En México no noté nada de esto, la gente pensaba sólo en migrar.

—Estos recipientes de barro… ¿hay mucha gente que las compra? —pregunté a la mujer que las vendía en mi español con acento.

—Casi no se vende, marchantito, sólo gente como ustedes se las lleva como artesanías…

Sí, pensé, eso es, o mexicanos que decoran sus casas de manera «rústica» como la denominan; estilos híbridos en los cuales llenan de objetos indígenas y muebles mazacotes, sin pintar, una casa que recuerda vagamente una hacienda mexicana del siglo XIX, pero que son sólo ideas imprecisas de arquitectos formados en Europa de cómo debió ser una hacienda.

Caminamos debajo de toldos, mirando envoltorios pequeños en hojas de maíz (copal, me dijeron, ya sabía yo que era una resina aromática del árbol de la especie Protium copale que desde tiempos prehispánicos se quemaba en incensarios), barras de chocolate, más objetos de barro y más baratijas chinas entre naranjas y hojas de plátano para envolver tamales colocados sobre mesas alineadas.

El edificio municipal había sido construido con un estilo que recordaba los castillos de las ferias de pueblo, en blanco con contornos negros. De la fachada colgaban máscaras gigantes: un diablo y otra que recordaba a ciertas máscaras africanas, lado a lado, en los extremos.

Una sensación de salvajismo largamente olvidada se recreó en mi mente y me envolvió.

El calor de África envolvía como un sudario húmedo. Había caído una vez más entre las hierbas espinosas. A lo lejos se escuchaban rugidos.

—Nos perdimos —dijo Janeth.

—No hace falta que me lo recuerdes, nena, hace media hora que lo sé.

—¿Dónde está el GPS?

—Debes traerlo en la mochila.

Ella me miró, asustada. No traía mochila.

—Debí darme cuenta antes de que me sentía extrañamente ligera…

—¡Diablos —grité—, diablos!

El calor malsano del otoño en Tempoal me cubría con un sudario de sudor frío. Estaba saliendo de la sensación hipnótica que me produjera la máscara de diablo colgada del edificio.

—Rick —dije—, creo que me enfermaré.

—¿Qué?

Había mucha gente. Habían colocado gradas entre las columnas de la fachada del edificio de la alcaldía y la música sonaba alta. Al otro lado, sobre la acera del parquecito, la gente se arremolinaba. En medio, en la calle, se levantaba una plataforma de madera.

—Ahí están los danzantes —comentó Rick, en voz baja, como no queriendo interrumpir una iniciación.

La iniciación. El páramo. Éramos tres parejas y el chamán con pinta de charlatán novaerista.

—No le creo nada —me incliné sobre el oído de Janeth y volví a decirle—: me parece improvisado el tipo.

—Más experiencia que tú y yo en esto sí tiene. Ha hecho varios viajes.

—Mejor hubiéramos ido a Grecia.

El chamán se acercó a Rick y Katia y les tocó la frente, luego les ofreció el recipiente. Ellos cogieron con los dedos cuantos hongos quisieron.

—Observa las máscaras —dijo Rick—, me dijeron que las tallan en madera ellos mismos.

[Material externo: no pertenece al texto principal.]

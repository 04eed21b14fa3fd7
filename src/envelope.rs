//! Uniform `{ success, data, error, message }` response wrapper used by business endpoints.

// crates.io
use serde::de::DeserializeOwned;
use serde_json::Value;
// self
use crate::{_prelude::*, error::TransientError};

/// Fixed message returned when authentication could not be established.
pub const AUTH_FAILED_MESSAGE: &str = "Authentication failed. Please try again later.";
/// Fixed message returned once transport failures exhaust the applicable policy.
pub const TEMPORARILY_UNAVAILABLE_MESSAGE: &str =
	"Service is temporarily unavailable. Please try again later.";

/// Stable identifiers placed in [`Envelope::error`] for failures produced by the client itself.
#[derive(Clone, Copy, Debug, PartialEq, Eq, Hash)]
pub enum FailureCode {
	/// No token could be obtained, or a 401 recurred during recovery.
	AuthFailed,
	/// Transport failures exhausted the retry policy.
	TemporarilyUnavailable,
	/// The request could not be built from local configuration.
	ConfigError,
	/// The local storage backend failed.
	StorageError,
}
impl FailureCode {
	/// Returns the identifier carried on the wire-shaped envelope.
	pub const fn as_str(self) -> &'static str {
		match self {
			FailureCode::AuthFailed => "auth_failed",
			FailureCode::TemporarilyUnavailable => "temporarily_unavailable",
			FailureCode::ConfigError => "config_error",
			FailureCode::StorageError => "storage_error",
		}
	}

	/// Resolves an identifier produced by [`FailureCode::as_str`].
	pub fn parse(value: &str) -> Option<Self> {
		[Self::AuthFailed, Self::TemporarilyUnavailable, Self::ConfigError, Self::StorageError]
			.into_iter()
			.find(|code| code.as_str() == value)
	}

	const fn default_message(self) -> &'static str {
		match self {
			FailureCode::AuthFailed => AUTH_FAILED_MESSAGE,
			FailureCode::TemporarilyUnavailable => TEMPORARILY_UNAVAILABLE_MESSAGE,
			FailureCode::ConfigError => "Client configuration is invalid.",
			FailureCode::StorageError => "Local storage failed.",
		}
	}
}
impl Display for FailureCode {
	fn fmt(&self, f: &mut Formatter) -> FmtResult {
		f.write_str(self.as_str())
	}
}

/// Response envelope returned to callers of business operations.
#[derive(Clone, Debug, PartialEq, Serialize, Deserialize)]
pub struct Envelope<T = Value> {
	/// Whether the server accepted the operation.
	pub success: bool,
	/// Operation payload, present on success.
	#[serde(default, skip_serializing_if = "Option::is_none")]
	pub data: Option<T>,
	/// Short error text or a [`FailureCode`] identifier.
	#[serde(default, skip_serializing_if = "Option::is_none")]
	pub error: Option<String>,
	/// Human-readable message.
	#[serde(default, skip_serializing_if = "Option::is_none")]
	pub message: Option<String>,
}
impl<T> Envelope<T> {
	/// Builds a success envelope around `data`.
	pub fn ok(data: T) -> Self {
		Self { success: true, data: Some(data), error: None, message: None }
	}

	/// Builds a failure envelope.
	pub fn failure(error: impl Into<String>, message: impl Into<String>) -> Self {
		Self { success: false, data: None, error: Some(error.into()), message: Some(message.into()) }
	}

	/// Builds a failure envelope carrying a client-side [`FailureCode`] and its fixed message.
	pub fn from_code(code: FailureCode) -> Self {
		Self::failure(code.as_str(), code.default_message())
	}

	/// Returns `message`, falling back to `error`, for failure envelopes.
	pub fn failure_text(&self) -> Option<&str> {
		if self.success {
			return None;
		}

		self.message.as_deref().or(self.error.as_deref())
	}

	/// Returns the client-side failure code, if this failure was produced locally.
	pub fn failure_code(&self) -> Option<FailureCode> {
		if self.success {
			return None;
		}

		self.error.as_deref().and_then(FailureCode::parse)
	}
}

/// Envelope as it appears on the wire; `success` may be absent.
#[derive(Debug, Deserialize)]
#[serde(bound = "T: DeserializeOwned")]
struct WireEnvelope<T> {
	#[serde(default)]
	success: Option<bool>,
	#[serde(default)]
	data: Option<T>,
	#[serde(default)]
	error: Option<String>,
	#[serde(default)]
	message: Option<String>,
}

/// Decodes a business response.
///
/// A 2xx response yields its envelope (`success` defaults to `true` when absent, so an in-band
/// `success: false` stays a normal return). Any other status becomes [`Error::Business`]
/// carrying `message ?? error ?? "Request failed (<status>)"`.
pub fn decode<T>(status: u16, body: &[u8]) -> Result<Envelope<T>>
where
	T: DeserializeOwned,
{
	let is_success_status = (200..300).contains(&status);

	if !is_success_status {
		return Err(Error::business(Some(status), failure_message(status, body)));
	}
	if body.iter().all(u8::is_ascii_whitespace) {
		return Ok(Envelope { success: true, data: None, error: None, message: None });
	}

	let mut de = serde_json::Deserializer::from_slice(body);
	let wire: WireEnvelope<T> = serde_path_to_error::deserialize(&mut de)
		.map_err(|source| TransientError::Decode { source, status: Some(status) })?;

	Ok(Envelope {
		success: wire.success.unwrap_or(true),
		data: wire.data,
		error: wire.error,
		message: wire.message,
	})
}

pub(crate) fn failure_message(status: u16, body: &[u8]) -> String {
	serde_json::from_slice::<WireEnvelope<Value>>(body)
		.ok()
		.and_then(|wire| wire.message.or(wire.error))
		.unwrap_or_else(|| format!("Request failed ({status})"))
}

#[cfg(test)]
mod tests {
	// self
	use super::*;

	#[test]
	fn success_without_flag_defaults_to_true() {
		let envelope: Envelope = decode(200, br#"{"data":{"id":"u-1"}}"#)
			.expect("A 2xx response without a success flag should decode.");

		assert!(envelope.success);
		assert_eq!(envelope.data, Some(serde_json::json!({ "id": "u-1" })));
	}

	#[test]
	fn in_band_failure_is_returned_not_raised() {
		let envelope: Envelope = decode(200, br#"{"success":false,"error":"insufficient credits"}"#)
			.expect("An in-band failure should decode as an envelope.");

		assert!(!envelope.success);
		assert_eq!(envelope.failure_text(), Some("insufficient credits"));
		assert_eq!(envelope.failure_code(), None);
	}

	#[test]
	fn non_2xx_prefers_message_then_error_then_status() {
		let with_message = decode::<Value>(400, br#"{"error":"bad","message":"Code expired"}"#)
			.expect_err("A 400 response should raise.");
		let with_error =
			decode::<Value>(422, br#"{"error":"invalid input"}"#).expect_err("A 422 should raise.");
		let opaque = decode::<Value>(503, b"<html>upstream</html>").expect_err("A 503 should raise.");

		assert_eq!(with_message.to_string(), "Code expired");
		assert_eq!(with_error.to_string(), "invalid input");
		assert_eq!(opaque.to_string(), "Request failed (503)");
		assert!(matches!(opaque, Error::Business { status: Some(503), .. }));
	}

	#[test]
	fn malformed_success_body_is_transient() {
		let err = decode::<Value>(200, b"{\"success\":tru").expect_err("Malformed JSON should fail.");

		assert!(matches!(err, Error::Transient(TransientError::Decode { status: Some(200), .. })));
		assert!(err.is_retryable());
	}

	#[test]
	fn failure_codes_round_trip_through_identifiers() {
		let envelope: Envelope<()> = Envelope::from_code(FailureCode::TemporarilyUnavailable);

		assert_eq!(envelope.error.as_deref(), Some("temporarily_unavailable"));
		assert_eq!(envelope.failure_text(), Some(TEMPORARILY_UNAVAILABLE_MESSAGE));
		assert_eq!(envelope.failure_code(), Some(FailureCode::TemporarilyUnavailable));
		assert_eq!(FailureCode::parse("nope"), None);
	}
}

Miré, pero me di cuenta que la gente nos observaba a nosotros, algunos no disimulaban su interés en nuestras personas. Tal vez las chaquetas cubiertas de bolsillos, tal vez la pinta de «gringos», tal vez todos se conocían y nosotros éramos los extraños.

Extrañas. Sí, miré las máscaras. Un danzante representaba a un ejecutivo pero su traje estaba hecho jirones y su máscara era rosada y sonriente, tenía que representar las fuerzas del capitalismo; una mujer llevaba una máscara de labios pintados excesivamente, de mejillas con colorete y usaba liguero, otro era claramente un sacerdote de máscara austera y el que la usaba se movía con parsimonia…

—Leí que esa máscara representa el rostro del sacerdote más querido del lugar. La copiaron de fotografías de cuando él vivía aún.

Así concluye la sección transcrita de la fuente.